*** Opening of ENTRIES SUPPLIED ***

#[cfg(test)]
mod tests {
    use sqlx::migrate::MigrateDatabase;
    use sqlx::sqlite::SqlitePoolOptions;
    use tempfile::NamedTempFile;

    use crate::db;
    use crate::mapping::{MappingError, MappingStore, SqliteMappingStore};
    use crate::types::{EntityType, Mapping};

    async fn setup_test_db() -> (sqlx::SqlitePool, NamedTempFile) {
        let temp_db = NamedTempFile::new().unwrap();
        let db_url = format!("sqlite:{}", temp_db.path().display());

        sqlx::Sqlite::create_database(&db_url).await.unwrap();

        let pool = SqlitePoolOptions::new().max_connections(1).connect(&db_url).await.unwrap();
        db::init_db(&pool).await.unwrap();

        (pool, temp_db)
    }

    #[tokio::test]
    async fn test_init_db() {
        let (pool, _file) = setup_test_db().await;

        let tables: Vec<String> =
            sqlx::query_scalar("SELECT name FROM sqlite_master WHERE type='table' ORDER BY name")
                .fetch_all(&pool)
                .await
                .unwrap();

        assert!(tables.contains(&"id_mappings".to_string()));
        for et in EntityType::ALL {
            assert!(tables.contains(&et.table().to_string()), "missing table {}", et.table());
        }
    }

    #[tokio::test]
    async fn test_init_db_is_idempotent() {
        let (pool, _file) = setup_test_db().await;
        db::init_db(&pool).await.unwrap();

        let indexes: Vec<String> =
            sqlx::query_scalar("SELECT name FROM sqlite_master WHERE type='index' AND tbl_name='id_mappings'")
                .fetch_all(&pool)
                .await
                .unwrap();
        assert!(indexes.contains(&"idx_mappings_active_external".to_string()));
        assert!(indexes.contains(&"idx_mappings_internal".to_string()));
    }

    #[tokio::test]
    async fn test_second_active_row_is_rejected() {
        let (pool, _file) = setup_test_db().await;
        let store = SqliteMappingStore::new(pool.clone());

        store.insert(&Mapping::new(EntityType::Book, "ACC-1", "b-1", None)).await.unwrap();
        let err = store.insert(&Mapping::new(EntityType::Book, "ACC-1", "b-2", None)).await.unwrap_err();
        assert!(matches!(err, MappingError::Conflict(_)), "unexpected error: {:?}", err);

        // Same external id under another entity type is fine
        store.insert(&Mapping::new(EntityType::Student, "ACC-1", "s-1", None)).await.unwrap();
    }

    #[tokio::test]
    async fn test_inactive_rows_do_not_block_new_active_row() {
        let (pool, _file) = setup_test_db().await;
        let store = SqliteMappingStore::new(pool.clone());

        store.insert(&Mapping::new(EntityType::Book, "ACC-1", "b-1", None)).await.unwrap();
        assert!(store.deactivate(EntityType::Book, "ACC-1").await.unwrap());
        store.insert(&Mapping::new(EntityType::Book, "ACC-1", "b-2", None)).await.unwrap();

        let all = store.find_many(EntityType::Book, true).await.unwrap();
        assert_eq!(all.len(), 2);
        let active = store.find_many(EntityType::Book, false).await.unwrap();
        assert_eq!(active.len(), 1);
        assert_eq!(active[0].internal_id, "b-2");
    }

    #[tokio::test]
    async fn test_mapping_row_round_trips_fields() {
        let (pool, _file) = setup_test_db().await;
        let store = SqliteMappingStore::new(pool.clone());
        let original =
            Mapping::new(EntityType::Equipment, "EQ-1", "e-1", Some(serde_json::json!({ "room": "B12", "qty": 3 })));
        store.insert(&original).await.unwrap();

        let loaded = store
            .find_active(EntityType::Equipment, crate::mapping::LookupKey::Internal("e-1"))
            .await
            .unwrap()
            .unwrap();
        assert_eq!(loaded.id, original.id);
        assert_eq!(loaded.external_id, "EQ-1");
        assert_eq!(loaded.metadata, original.metadata);
        assert_eq!(loaded.created_at.timestamp_millis(), original.created_at.timestamp_millis());
        assert!(loaded.is_active);
        assert_eq!(loaded.access_count, 0);
    }
}
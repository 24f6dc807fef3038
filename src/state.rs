use std::sync::Arc;

use crate::config::AppConfig;
use crate::mapping::{EntityOracles, LruMappingCache, MappingManager, SqliteMappingStore};
use crate::metrics::Metrics;

/// The shared application state.
///
/// Cloned into every Axum handler. The mapping manager is constructed here
/// and handed around explicitly rather than living in a global.
#[derive(Clone)]
pub struct AppState {
    /// The database connection pool, used directly by the readiness probe.
    pub db: sqlx::SqlitePool,
    pub config: Arc<AppConfig>,
    pub metrics: Metrics,
    /// The id-mapping service. Callers must run `initialize()` before serving.
    pub mappings: Arc<MappingManager>,
}

impl AppState {
    /// Wires the SQLite store, the in-process LRU cache and SQL-backed
    /// existence oracles for every entity kind into a fresh manager.
    pub fn new(db: sqlx::SqlitePool, config: AppConfig) -> Self {
        let metrics = Metrics::new();
        let mappings = MappingManager::new(
            Arc::new(SqliteMappingStore::new(db.clone())),
            Arc::new(LruMappingCache::new(config.mapping.cache_capacity)),
            EntityOracles::sqlite(&db),
            config.mapping.clone(),
            metrics.clone(),
        );

        Self { db, config: Arc::new(config), metrics, mappings: Arc::new(mappings) }
    }

    /// Uses a pre-built manager, e.g. one backed by test doubles.
    pub fn with_manager(db: sqlx::SqlitePool, config: AppConfig, mappings: Arc<MappingManager>) -> Self {
        let metrics = mappings.metrics().clone();
        Self { db, config: Arc::new(config), metrics, mappings }
    }
}
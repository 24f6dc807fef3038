use std::fmt;
use std::str::FromStr;

use chrono::{DateTime, Utc};
use serde::{Deserialize, Serialize};

use crate::mapping::MappingError;

/// Kinds of domain entity that can be addressed through an external id.
#[derive(Debug, Clone, Copy, PartialEq, Eq, Hash, Serialize, Deserialize)]
#[serde(rename_all = "snake_case")]
pub enum EntityType {
    Student,
    Book,
    Equipment,
    User,
    Checkout,
}

impl EntityType {
    pub const ALL: [EntityType; 5] =
        [EntityType::Student, EntityType::Book, EntityType::Equipment, EntityType::User, EntityType::Checkout];

    pub fn as_str(&self) -> &'static str {
        match self {
            EntityType::Student => "student",
            EntityType::Book => "book",
            EntityType::Equipment => "equipment",
            EntityType::User => "user",
            EntityType::Checkout => "checkout",
        }
    }

    /// Domain table holding rows of this kind.
    pub fn table(&self) -> &'static str {
        match self {
            EntityType::Student => "students",
            EntityType::Book => "books",
            EntityType::Equipment => "equipment",
            EntityType::User => "users",
            EntityType::Checkout => "checkouts",
        }
    }
}

impl fmt::Display for EntityType {
    fn fmt(&self, f: &mut fmt::Formatter<'_>) -> fmt::Result {
        f.write_str(self.as_str())
    }
}

impl FromStr for EntityType {
    type Err = MappingError;

    fn from_str(s: &str) -> Result<Self, Self::Err> {
        match s.trim().to_ascii_lowercase().as_str() {
            "student" => Ok(EntityType::Student),
            "book" => Ok(EntityType::Book),
            "equipment" => Ok(EntityType::Equipment),
            "user" => Ok(EntityType::User),
            "checkout" => Ok(EntityType::Checkout),
            other => Err(MappingError::validation("entity_type", format!("unrecognized entity type '{}'", other))),
        }
    }
}

/// A persisted `(entity_type, external_id) -> internal_id` association.
#[derive(Debug, Clone, PartialEq, Serialize, Deserialize)]
pub struct Mapping {
    pub id: String,
    pub entity_type: EntityType,
    pub external_id: String,
    pub internal_id: String,
    pub created_at: DateTime<Utc>,
    pub updated_at: DateTime<Utc>,
    pub last_accessed: DateTime<Utc>,
    pub access_count: i64,
    pub is_active: bool,
    pub metadata: Option<serde_json::Value>,
}

impl Mapping {
    pub fn new(
        entity_type: EntityType,
        external_id: &str,
        internal_id: &str,
        metadata: Option<serde_json::Value>,
    ) -> Self {
        let now = Utc::now();
        Self {
            id: uuid::Uuid::new_v4().to_string(),
            entity_type,
            external_id: external_id.to_string(),
            internal_id: internal_id.to_string(),
            created_at: now,
            updated_at: now,
            last_accessed: now,
            access_count: 0,
            is_active: true,
            metadata,
        }
    }
}

/// One entry of a bulk ingestion request.
#[derive(Debug, Clone, Serialize, Deserialize)]
pub struct BulkMappingItem {
    pub external_id: String,
    pub internal_id: String,
    #[serde(default)]
    pub metadata: Option<serde_json::Value>,
}

#[derive(Debug, Clone, Serialize, Deserialize)]
pub struct BulkMappingError {
    pub external_id: String,
    pub error: String,
}

#[derive(Debug, Clone, Default, Serialize, Deserialize)]
pub struct BulkMappingResult {
    pub success: usize,
    pub failed: usize,
    pub errors: Vec<BulkMappingError>,
    pub duration_ms: u64,
}

/// Aggregates produced by the store for one entity type.
#[derive(Debug, Clone, Default, PartialEq, Serialize, Deserialize)]
pub struct GroupStats {
    pub total: i64,
    pub active: i64,
    pub inactive: i64,
    pub avg_access_count: f64,
    pub stale: i64,
    pub last_accessed: Option<DateTime<Utc>>,
    pub last_created: Option<DateTime<Utc>>,
}

#[derive(Debug, Clone, Serialize, Deserialize)]
pub struct MappingStats {
    pub entity_type: EntityType,
    pub total_mappings: i64,
    pub active_mappings: i64,
    pub inactive_mappings: i64,
    pub average_access_count: f64,
    pub most_accessed: Vec<Mapping>,
    pub stale_mappings: i64,
    pub last_accessed: Option<DateTime<Utc>>,
    pub last_created: Option<DateTime<Utc>>,
}

#[derive(Debug, Clone, Copy, PartialEq, Eq, Serialize, Deserialize)]
#[serde(rename_all = "snake_case")]
pub enum IssueKind {
    Duplicate,
    Orphaned,
}

#[derive(Debug, Clone, Copy, PartialEq, Eq, Serialize, Deserialize)]
#[serde(rename_all = "snake_case")]
pub enum IssueSeverity {
    Low,
    Medium,
    High,
}

#[derive(Debug, Clone, PartialEq, Serialize, Deserialize)]
pub struct ValidationIssue {
    pub kind: IssueKind,
    pub severity: IssueSeverity,
    pub external_id: String,
    pub internal_id: Option<String>,
    pub message: String,
}

#[derive(Debug, Clone, Serialize, Deserialize)]
pub struct ValidationResult {
    pub entity_type: EntityType,
    pub is_valid: bool,
    pub total_mappings: usize,
    pub valid_mappings: usize,
    pub invalid_mappings: usize,
    pub issues: Vec<ValidationIssue>,
}

// Request/response DTOs for the HTTP surface
#[derive(Debug, Clone, Serialize, Deserialize)]
pub struct CreateMappingRequest {
    pub entity_type: String,
    pub external_id: String,
    pub internal_id: String,
    #[serde(default)]
    pub metadata: Option<serde_json::Value>,
}

#[derive(Debug, Clone, Serialize, Deserialize)]
pub struct BulkMappingRequest {
    pub items: Vec<BulkMappingItem>,
}

#[derive(Debug, Clone, Serialize, Deserialize)]
pub struct CleanupRequest {
    pub older_than: DateTime<Utc>,
}

#[derive(Debug, Clone, Serialize, Deserialize)]
pub struct CleanupResponse {
    pub entity_type: EntityType,
    pub deleted: u64,
}

#[derive(Debug, Clone, Serialize, Deserialize)]
pub struct LookupResponse {
    pub entity_type: EntityType,
    pub external_id: String,
    pub internal_id: String,
}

*** Close of ENTRIES SUPPLIED ***

Scan the entries and show every line in which the word "static" is found.

▶ _ANSWER SECTION_
    pub fn as_str(&self) -> &'static str {
    pub fn table(&self) -> &'static str {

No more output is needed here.